“I do not like her,” my friend would say last year about Hillary. “But I cannot vote for Trump.”
“How do you feel?” he would repeatedly ask me this year. “Do you think Trump did the right thing when he…Do you agree with what he said yesterday about…”
I would patiently expound (again) my standard (campaign, transition, and since) response. “It was a binary choice. Hillary would be a third term for President Obama. She would complete his ‘transformation of America.’ For me, it was, it is, about liberating the economy to grow and liberating our military to win. It’s about appointing justices to the Supreme Court and federal judges.”
And this, in recent weeks, is my friend now:
“You know,” he declares, repetitively, “CNN has become like Fox.”
“What?” I asked, the first time.
“Disgusting!” he explains, and again, for emphasis. “Disgusting!”
He has not changed his unabashedly down-view of Trump. But something else animates him. He would explain the obvious: CNN is on a crusade to take out Trump.
“I can’t stand Fox. It’s just propaganda for Trump. And CNN? They just want to get him.”
He is a naturalized American citizen who emigrated here from France in the 1980s. No fan of Trump, he is nonetheless repulsed by the pioneering news network’s mania to drive Trump from the presidency.
CNN has overplayed its hand.
On May 5, 1961, XETRA, a radio station actually licensed in Tijuana could reach with its 50,000 watt signal not only San Diego but also the second largest media market in the U.S., trendsetter Los Angeles. “X-Tra News” boasted continually on the air of its novel 24-hour format “All News All the Time.” Now, more than a half century later, CNN does not boast, but everyone knows its round the clock obsessive, but unstated mantra: “All Destroy Trump, all the time.”
In the guise of news, CNN’s disingenuous anchors are righteously indignant, in what they say, and how they say it. They have become a caricature, less because of their manifest unfairness, more because of their stupidity.

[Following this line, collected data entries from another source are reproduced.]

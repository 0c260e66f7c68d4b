//! Prometheus metrics for the strato operator
//!
//! - Resource set runs by outcome
//! - Pipeline step executions and durations
//! - Network range allocations

use prometheus::{
    self, Encoder, HistogramOpts, HistogramVec, IntCounterVec, Opts, Registry, TextEncoder,
};
use std::sync::Arc;

/// Operator metrics registry
///
/// Clone is cheap (Arc internally).
#[derive(Clone)]
pub struct OperatorMetrics {
    registry: Registry,
    /// Resource set runs by set and result (completed, canceled, skipped, error)
    pub reconciliations_total: IntCounterVec,
    /// Step executions by resource and result (success, error, canceled)
    pub resource_executions_total: IntCounterVec,
    /// Step duration in seconds, retries included
    pub resource_duration_seconds: HistogramVec,
    /// Ranges handed out by the allocator, per target kind
    pub ipam_allocations_total: IntCounterVec,
}

impl OperatorMetrics {
    pub fn new() -> Result<Self, prometheus::Error> {
        let registry = Registry::new();

        let reconciliations_total = IntCounterVec::new(
            Opts::new(
                "strato_reconciliations_total",
                "Total number of resource set runs",
            ),
            &["set", "result"],
        )?;
        registry.register(Box::new(reconciliations_total.clone()))?;

        let resource_executions_total = IntCounterVec::new(
            Opts::new(
                "strato_resource_executions_total",
                "Total number of pipeline step executions",
            ),
            &["resource", "result"],
        )?;
        registry.register(Box::new(resource_executions_total.clone()))?;

        let resource_duration_seconds = HistogramVec::new(
            HistogramOpts::new(
                "strato_resource_duration_seconds",
                "Duration of pipeline step executions in seconds",
            )
            .buckets(vec![0.01, 0.05, 0.1, 0.25, 0.5, 1.0, 2.5, 5.0, 10.0, 30.0]),
            &["resource"],
        )?;
        registry.register(Box::new(resource_duration_seconds.clone()))?;

        let ipam_allocations_total = IntCounterVec::new(
            Opts::new(
                "strato_ipam_allocations_total",
                "Total number of allocated network ranges",
            ),
            &["target"],
        )?;
        registry.register(Box::new(ipam_allocations_total.clone()))?;

        Ok(Self {
            registry,
            reconciliations_total,
            resource_executions_total,
            resource_duration_seconds,
            ipam_allocations_total,
        })
    }

    /// Record the outcome of one resource set run
    pub fn record_reconciliation(&self, set: &str, result: &str) {
        self.reconciliations_total
            .with_label_values(&[set, result])
            .inc();
    }

    /// Record one step execution
    pub fn record_resource(&self, resource: &str, result: &str, duration_secs: f64) {
        self.resource_executions_total
            .with_label_values(&[resource, result])
            .inc();
        self.resource_duration_seconds
            .with_label_values(&[resource])
            .observe(duration_secs);
    }

    pub fn record_ipam_allocation(&self, target: &str) {
        self.ipam_allocations_total
            .with_label_values(&[target])
            .inc();
    }

    /// Encode all metrics to Prometheus text format
    pub fn encode(&self) -> Result<String, prometheus::Error> {
        let encoder = TextEncoder::new();
        let metric_families = self.registry.gather();
        let mut buffer = Vec::new();
        encoder.encode(&metric_families, &mut buffer)?;
        String::from_utf8(buffer).map_err(|e| {
            prometheus::Error::Msg(format!("Failed to encode metrics as UTF-8: {}", e))
        })
    }
}

/// Shared metrics handle for use across the operator
pub type SharedMetrics = Arc<OperatorMetrics>;

pub fn create_metrics() -> Result<SharedMetrics, prometheus::Error> {
    Ok(Arc::new(OperatorMetrics::new()?))
}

Simply put, they are doing the nearly impossible, following the lead of Chuck Schumer, Nancy Pelosi, et al. in making the “bully” Trump an underdog.
Recall on Friday, at the start of the clearly dreadful Hurricane Harvey, that Schumer egregiously charged Trump with using the hurricane to obfuscate his nefarious, contemporaneous acts, such as: …CNN suggested President Trump was using the epic natural disaster as a cover for the forgettable departure of Sebastian Gorka from a scarcely defined position at the National Security Council, and the anticlimactic pardon of former Sheriff Joe Arpaio, the expected transgendered policy, and the almost weekly North Korean missile tests.

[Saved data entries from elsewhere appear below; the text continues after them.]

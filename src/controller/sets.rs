//! Resource set compositions
//!
//! - `cluster` - namespace, discovery, range allocation, zones and the control plane stack
//! - `nodepool` - discovery, range allocation, zones and the node pool stack
//! - `drain` - lifecycle hook handling of node pool workers
//!
//! Every set only handles objects labelled with this operator's version, so
//! two operator versions can run side by side during an upgrade.

use super::context::ReconcileContext;
use super::resource::{Crud, Resource, ResourceError, ResourceSet, RetryConfig};
use super::resources::accountid::AccountIdResource;
use super::resources::asg::AsgResource;
use super::resources::drainer::DrainerResource;
use super::resources::drainfinisher::DrainFinisherResource;
use super::resources::namespace::NamespaceResource;
use super::resources::stack::StackResource;
use super::resources::stackoutput::StackOutputResource;
use super::resources::status::StatusResource;
use super::resources::subnets::SubnetsResource;
use super::resources::vpc::VpcResource;
use super::resources::zones::{NodePoolZonesResource, ZonesResource};
use super::resources::InfraTarget;
use crate::cloud::template::TemplateRenderer;
use crate::cloud::CloudProvider;
use crate::crd::cluster::TenantCluster;
use crate::crd::drainer::DrainerConfig;
use crate::crd::node_pool::NodePool;
use crate::crd::{operator_version_label, OPERATOR_VERSION};
use crate::ipam::lock::Locker;
use crate::ipam::targets::{PoolCollector, StatusChecker, StatusPersister};
use crate::ipam::{IpamConfig, IpamError, IpamResource};
use crate::server::metrics::SharedMetrics;
use crate::store::ObjectStore;
use k8s_openapi::api::core::v1::Namespace;
use std::sync::Arc;

pub const CLUSTER_SET: &str = "cluster";
pub const NODE_POOL_SET: &str = "nodepool";
pub const DRAIN_SET: &str = "drain";

/// Everything the steps talk to
#[derive(Clone)]
pub struct Dependencies {
    pub cloud: Arc<dyn CloudProvider>,
    pub renderer: Arc<dyn TemplateRenderer>,
    pub clusters: Arc<dyn ObjectStore<TenantCluster>>,
    pub node_pools: Arc<dyn ObjectStore<NodePool>>,
    pub namespaces: Arc<dyn ObjectStore<Namespace>>,
    pub drainer_configs: Arc<dyn ObjectStore<DrainerConfig>>,
    pub locker: Arc<dyn Locker>,
    pub metrics: Option<SharedMetrics>,
}

/// Tunables of the compositions
#[derive(Clone, Debug)]
pub struct SetsConfig {
    pub cluster_ipam: IpamConfig,
    pub node_pool_ipam: IpamConfig,
    pub retry: RetryConfig,
}

pub struct ResourceSets {
    pub cluster: ResourceSet<TenantCluster>,
    pub node_pool: ResourceSet<NodePool>,
    pub drain: ResourceSet<NodePool>,
}

/// True when the object carries this operator's version label
pub fn handled_by_this_version<K: kube::Resource>(obj: &K) -> bool {
    operator_version_label(obj.meta()) == Some(OPERATOR_VERSION)
}

/// Seed a run with the range recorded on the object
pub fn init_ctx_from_status<K: InfraTarget>(obj: &K) -> Result<ReconcileContext, ResourceError> {
    let mut ctx = ReconcileContext::default();
    if let Some(cidr) = obj.network_cidr() {
        let parsed = cidr.parse().map_err(|_| {
            ResourceError::InvalidConfig(format!("recorded range {:?} is not a CIDR", cidr))
        })?;
        ctx.status.network_cidr = Some(parsed);
    }
    Ok(ctx)
}

fn ipam_step<K: InfraTarget>(
    deps: &Dependencies,
    config: IpamConfig,
    store: Arc<dyn ObjectStore<K>>,
) -> Result<IpamResource<K>, IpamError> {
    let step = IpamResource::new(
        K::KIND,
        config,
        Arc::new(StatusChecker::new(store.clone())),
        Arc::new(PoolCollector::new(
            deps.clusters.clone(),
            deps.node_pools.clone(),
        )),
        Arc::new(StatusPersister::new(store)),
        deps.locker.clone(),
    )?;
    Ok(match &deps.metrics {
        Some(metrics) => step.with_metrics(metrics.clone()),
        None => step,
    })
}

pub fn cluster_set(
    deps: &Dependencies,
    config: &SetsConfig,
) -> Result<ResourceSet<TenantCluster>, IpamError> {
    let steps: Vec<Box<dyn Resource<TenantCluster>>> = vec![
        Box::new(Crud(NamespaceResource::new(deps.namespaces.clone()))),
        Box::new(AccountIdResource::new(deps.cloud.clone())),
        Box::new(VpcResource::new(deps.cloud.clone())),
        Box::new(ipam_step(
            deps,
            config.cluster_ipam,
            deps.clusters.clone(),
        )?),
        Box::new(SubnetsResource::new(deps.cloud.clone())),
        Box::new(ZonesResource::new(deps.node_pools.clone())),
        Box::new(AsgResource::new(deps.cloud.clone())),
        Box::new(StackOutputResource::new(deps.cloud.clone())),
        Box::new(StackResource::new(
            deps.cloud.clone(),
            deps.renderer.clone(),
        )),
        Box::new(StatusResource::new(deps.clusters.clone())),
    ];

    Ok(
        ResourceSet::new(CLUSTER_SET, steps, config.retry.clone(), deps.metrics.clone())
            .with_handles(handled_by_this_version)
            .with_init_ctx(init_ctx_from_status),
    )
}

pub fn node_pool_set(
    deps: &Dependencies,
    config: &SetsConfig,
) -> Result<ResourceSet<NodePool>, IpamError> {
    let steps: Vec<Box<dyn Resource<NodePool>>> = vec![
        Box::new(AccountIdResource::new(deps.cloud.clone())),
        Box::new(VpcResource::new(deps.cloud.clone())),
        Box::new(ipam_step(
            deps,
            config.node_pool_ipam,
            deps.node_pools.clone(),
        )?),
        Box::new(SubnetsResource::new(deps.cloud.clone())),
        Box::new(NodePoolZonesResource),
        Box::new(AsgResource::new(deps.cloud.clone())),
        Box::new(StackOutputResource::new(deps.cloud.clone())),
        Box::new(StackResource::new(
            deps.cloud.clone(),
            deps.renderer.clone(),
        )),
    ];

    Ok(
        ResourceSet::new(NODE_POOL_SET, steps, config.retry.clone(), deps.metrics.clone())
            .with_handles(handled_by_this_version)
            .with_init_ctx(init_ctx_from_status),
    )
}

pub fn drain_set(deps: &Dependencies, config: &SetsConfig) -> ResourceSet<NodePool> {
    let steps: Vec<Box<dyn Resource<NodePool>>> = vec![
        Box::new(DrainerResource::new(
            deps.cloud.clone(),
            deps.drainer_configs.clone(),
        )),
        Box::new(DrainFinisherResource::new(
            deps.cloud.clone(),
            deps.drainer_configs.clone(),
        )),
    ];

    ResourceSet::new(DRAIN_SET, steps, config.retry.clone(), deps.metrics.clone())
        .with_handles(handled_by_this_version)
}

impl ResourceSets {
    /// Build all compositions; fails when an IPAM config can't produce valid subnets
    pub fn new(deps: &Dependencies, config: &SetsConfig) -> Result<Self, IpamError> {
        Ok(ResourceSets {
            cluster: cluster_set(deps, config)?,
            node_pool: node_pool_set(deps, config)?,
            drain: drain_set(deps, config),
        })
    }
}

#[cfg(test)]
#[path = "sets_test.rs"]
mod tests;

About CNN’s aberrations, viewers are, consequently, numb… until yesterday, when CNN outdid itself, “analyzing” President Trump’s trip to ground zero (adjacent).
“Did he show enough empathy?” smug anchor Erin Burnett asked, we thought rhetorically, as if anyone wondered. She and her colleagues proved again not only their absurdity, but a distinct lack of class. Within the same time frame, the network had covered the death of a Houston police officer and interviewed Virginia Saldivar, whose four grandchildren had drowned in a car.

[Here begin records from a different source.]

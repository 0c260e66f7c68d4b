use super::*;
use crate::cloud::fake::FakeCloud;
use crate::cloud::template::TemplateError;
use crate::cloud::{CloudError, Stack};
use crate::controller::context::{ScalingStatus, ZoneSubnet};
use crate::controller::resources::fixtures;
use crate::crd::OPERATOR_VERSION;
use std::sync::Mutex;

const CLUSTER_STACK: &str = "cluster-a1b2c-control-plane";

/// Keeps every parameter set it was asked to render
#[derive(Default)]
struct RecordingRenderer {
    rendered: Mutex<Vec<StackParams>>,
}

impl TemplateRenderer for RecordingRenderer {
    fn render(&self, params: &StackParams) -> Result<String, TemplateError> {
        self.rendered.lock().unwrap().push(params.clone());
        Ok("{}".to_string())
    }
}

fn zone(name: &str, public: &str, private: &str) -> AvailabilityZone {
    AvailabilityZone {
        name: name.to_string(),
        public: ZoneSubnet {
            cidr: Some(public.parse().unwrap()),
            id: format!("{}-pub", name),
        },
        private: ZoneSubnet {
            cidr: Some(private.parse().unwrap()),
            id: format!("{}-priv", name),
        },
        route_table_ids: vec![],
    }
}

/// Context of a cluster whose stack matches the fixture's declared state
fn converged_context() -> ReconcileContext {
    let zones = vec![
        zone("eu-central-1a", "10.100.8.0/27", "10.100.8.32/27"),
        zone("eu-central-1b", "10.100.8.64/27", "10.100.8.96/27"),
    ];
    let mut ctx = ReconcileContext::default();
    ctx.spec.availability_zones = zones.clone();
    ctx.status.availability_zones = zones;
    ctx.status.network_cidr = Some("10.100.8.0/24".parse().unwrap());
    ctx.status.account_id = "123456789012".to_string();
    ctx.status.vpc_id = "vpc-1".to_string();
    ctx.status.master_instance_type = "m5.large".to_string();
    ctx.status.worker_instance_type = "m5.xlarge".to_string();
    ctx.status.worker_docker_volume_size_gb = 100;
    ctx.status.operator_version = OPERATOR_VERSION.to_string();
    ctx.status.scaling = ScalingStatus {
        min: 3,
        max: 8,
        desired: 6,
    };
    ctx
}

fn step(cloud: FakeCloud) -> (StackResource, Arc<FakeCloud>, Arc<RecordingRenderer>) {
    let cloud = Arc::new(cloud);
    let renderer = Arc::new(RecordingRenderer::default());
    (
        StackResource::new(cloud.clone(), renderer.clone()),
        cloud,
        renderer,
    )
}

#[tokio::test]
async fn test_creates_missing_stack_and_cancels() {
    let (step, cloud, renderer) = step(FakeCloud::new());
    let mut run = fixtures::run_with(converged_context());

    step.ensure_created(&mut run, &fixtures::cluster("a1b2c"))
        .await
        .unwrap();

    assert_eq!(cloud.mutations(), vec![format!("create_stack:{}", CLUSTER_STACK)]);
    assert!(run.is_canceled());
    assert_eq!(
        run.context().unwrap().status.stack_status,
        Some(StackStatus::CreateInProgress)
    );

    let params = renderer.rendered.lock().unwrap()[0].clone();
    assert_eq!(params.cidr, "10.100.8.0/24");
    assert_eq!(params.vpc_id.as_deref(), Some("vpc-1"));
    assert_eq!(params.master_instance_type.as_deref(), Some("m5.large"));
    assert_eq!(params.availability_zones.len(), 2);
    assert_eq!(params.workers.min_desired, 6);
}

#[tokio::test]
async fn test_cluster_without_zones_cancels_without_creating() {
    let (step, cloud, _) = step(FakeCloud::new());
    let mut ctx = converged_context();
    ctx.spec.availability_zones.clear();
    let mut run = fixtures::run_with(ctx);

    step.ensure_created(&mut run, &fixtures::cluster("a1b2c"))
        .await
        .unwrap();

    assert!(cloud.mutations().is_empty());
    assert!(run.is_canceled());
}

#[tokio::test]
async fn test_missing_range_cancels_without_creating() {
    let (step, cloud, _) = step(FakeCloud::new());
    let mut run = fixtures::run();

    step.ensure_created(&mut run, &fixtures::node_pool("a1b2c", "np1"))
        .await
        .unwrap();

    assert!(cloud.mutations().is_empty());
    assert!(run.is_canceled());
}

#[tokio::test]
async fn test_already_existing_stack_counts_as_created() {
    let cloud = FakeCloud::new();
    cloud.fail_next(CloudError::NotFound("stack".to_string()));
    cloud.fail_next(CloudError::AlreadyExists("stack".to_string()));
    let (step, _, _) = step(cloud);
    let mut run = fixtures::run_with(converged_context());

    step.ensure_created(&mut run, &fixtures::cluster("a1b2c"))
        .await
        .unwrap();

    assert!(run.is_canceled());
}

#[tokio::test]
async fn test_node_pool_stack_uses_computed_zones() {
    let (step, _, renderer) = step(FakeCloud::new());
    let mut ctx = ReconcileContext::default();
    ctx.status.network_cidr = Some("10.100.9.0/24".parse().unwrap());
    ctx.spec.availability_zones = vec![zone("eu-central-1c", "10.100.9.0/27", "10.100.9.32/27")];
    let mut run = fixtures::run_with(ctx);

    step.ensure_created(&mut run, &fixtures::node_pool("a1b2c", "np1"))
        .await
        .unwrap();

    let params = renderer.rendered.lock().unwrap()[0].clone();
    assert_eq!(params.node_pool_id.as_deref(), Some("np1"));
    assert_eq!(params.master_instance_type, None);
    assert_eq!(
        params.availability_zones,
        vec![ZoneParams {
            name: "eu-central-1c".to_string(),
            public_cidr: "10.100.9.0/27".to_string(),
            private_cidr: "10.100.9.32/27".to_string(),
        }]
    );
}

#[tokio::test]
async fn test_transitioning_stack_cancels() {
    let cloud = FakeCloud::new().with_stack(CLUSTER_STACK, StackStatus::UpdateInProgress, &[]);
    let (step, cloud, _) = step(cloud);
    let mut run = fixtures::run_with(converged_context());

    step.ensure_created(&mut run, &fixtures::cluster("a1b2c"))
        .await
        .unwrap();

    assert!(run.is_canceled());
    assert!(cloud.mutations().is_empty());
}

#[tokio::test]
async fn test_failed_stack_is_an_error() {
    let cloud = FakeCloud::new().with_stack(CLUSTER_STACK, StackStatus::RollbackComplete, &[]);
    let (step, _, _) = step(cloud);
    let mut run = fixtures::run_with(converged_context());

    let result = step
        .ensure_created(&mut run, &fixtures::cluster("a1b2c"))
        .await;

    assert!(matches!(result, Err(ResourceError::ExecutionFailed(_))));
}

#[tokio::test]
async fn test_two_stacks_are_an_error() {
    let cloud = FakeCloud::new();
    let stack = Stack {
        name: CLUSTER_STACK.to_string(),
        status: StackStatus::CreateComplete,
        outputs: Default::default(),
    };
    cloud
        .state
        .lock()
        .unwrap()
        .stacks
        .insert(CLUSTER_STACK.to_string(), vec![stack.clone(), stack]);
    let (step, _, _) = step(cloud);
    let mut run = fixtures::run_with(converged_context());

    let err = step
        .ensure_created(&mut run, &fixtures::cluster("a1b2c"))
        .await
        .unwrap_err();

    assert!(err.to_string().contains("got 2"));
}

#[tokio::test]
async fn test_converged_stack_is_left_alone() {
    let cloud = FakeCloud::new().with_stack(CLUSTER_STACK, StackStatus::UpdateComplete, &[]);
    let (step, cloud, _) = step(cloud);
    let mut run = fixtures::run_with(converged_context());

    step.ensure_created(&mut run, &fixtures::cluster("a1b2c"))
        .await
        .unwrap();

    assert!(cloud.mutations().is_empty());
    assert!(!run.is_canceled());
}

#[tokio::test]
async fn test_changed_worker_type_updates_stack() {
    let cloud = FakeCloud::new().with_stack(CLUSTER_STACK, StackStatus::CreateComplete, &[]);
    let (step, cloud, _) = step(cloud);
    let mut ctx = converged_context();
    ctx.status.worker_instance_type = "m4.xlarge".to_string();
    let mut run = fixtures::run_with(ctx);

    step.ensure_created(&mut run, &fixtures::cluster("a1b2c"))
        .await
        .unwrap();

    assert_eq!(cloud.mutations(), vec![format!("update_stack:{}", CLUSTER_STACK)]);
    assert_eq!(
        run.context().unwrap().status.stack_status,
        Some(StackStatus::UpdateInProgress)
    );
    assert!(!run.is_canceled());
}

#[tokio::test]
async fn test_changed_scaling_updates_stack() {
    let cloud = FakeCloud::new().with_stack(CLUSTER_STACK, StackStatus::CreateComplete, &[]);
    let (step, cloud, renderer) = step(cloud);
    let mut ctx = converged_context();
    ctx.status.scaling = ScalingStatus {
        min: 3,
        max: 5,
        desired: 5,
    };
    let mut run = fixtures::run_with(ctx);

    step.ensure_created(&mut run, &fixtures::cluster("a1b2c"))
        .await
        .unwrap();

    assert_eq!(cloud.mutations(), vec![format!("update_stack:{}", CLUSTER_STACK)]);
    let params = renderer.rendered.lock().unwrap()[0].clone();
    assert_eq!(params.workers.max_size, 8);
    assert_eq!(params.workers.min_desired, 5);
}

#[tokio::test]
async fn test_deletes_existing_stack_and_cancels() {
    let cloud = FakeCloud::new().with_stack(CLUSTER_STACK, StackStatus::UpdateComplete, &[]);
    let (step, cloud, _) = step(cloud);
    let mut run = fixtures::run();

    step.ensure_deleted(&mut run, &fixtures::cluster("a1b2c"))
        .await
        .unwrap();

    assert_eq!(cloud.mutations(), vec![format!("delete_stack:{}", CLUSTER_STACK)]);
    assert!(run.is_canceled());
}

#[tokio::test]
async fn test_deletion_in_progress_cancels() {
    let cloud = FakeCloud::new().with_stack(CLUSTER_STACK, StackStatus::DeleteInProgress, &[]);
    let (step, cloud, _) = step(cloud);
    let mut run = fixtures::run();

    step.ensure_deleted(&mut run, &fixtures::cluster("a1b2c"))
        .await
        .unwrap();

    assert!(cloud.mutations().is_empty());
    assert!(run.is_canceled());
}

#[tokio::test]
async fn test_deleted_stack_completes_deletion() {
    let cloud = FakeCloud::new().with_stack(CLUSTER_STACK, StackStatus::DeleteComplete, &[]);
    let (step, cloud, _) = step(cloud);
    let mut run = fixtures::run();

    step.ensure_deleted(&mut run, &fixtures::cluster("a1b2c"))
        .await
        .unwrap();

    assert!(cloud.mutations().is_empty());
    assert!(!run.is_canceled());
}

Her guests, almost embarrassed for Burnett, tried to ignore her.
“If he treats this [help and recovery] like a business,” Ben Ferguson, a conservative often critical of Trump finally noted, “that’s a good thing.”
“People are being rescued…government is doing a good job,” Ferguson observed, charitably reminding Burnett, “We should not be talking politics.”
Burnett looked forlorn.
“Dan,” she quickly turned to Dan Pfeiffer, former communications director for no less than President Barack Obama, hoping that Pfeiffer would take the carrot. “Is he [Trump, that is, not Ferguson] setting the right tone?”
Trump apparently was too upbeat for Burnett, because the president had told the people in Corpus Christi, “We love you. What a crowd! What a turnout!” Of course, Trump’s contextual remarks praised the spirit and resilience of Texans and also the courage and dedication of their first-responders.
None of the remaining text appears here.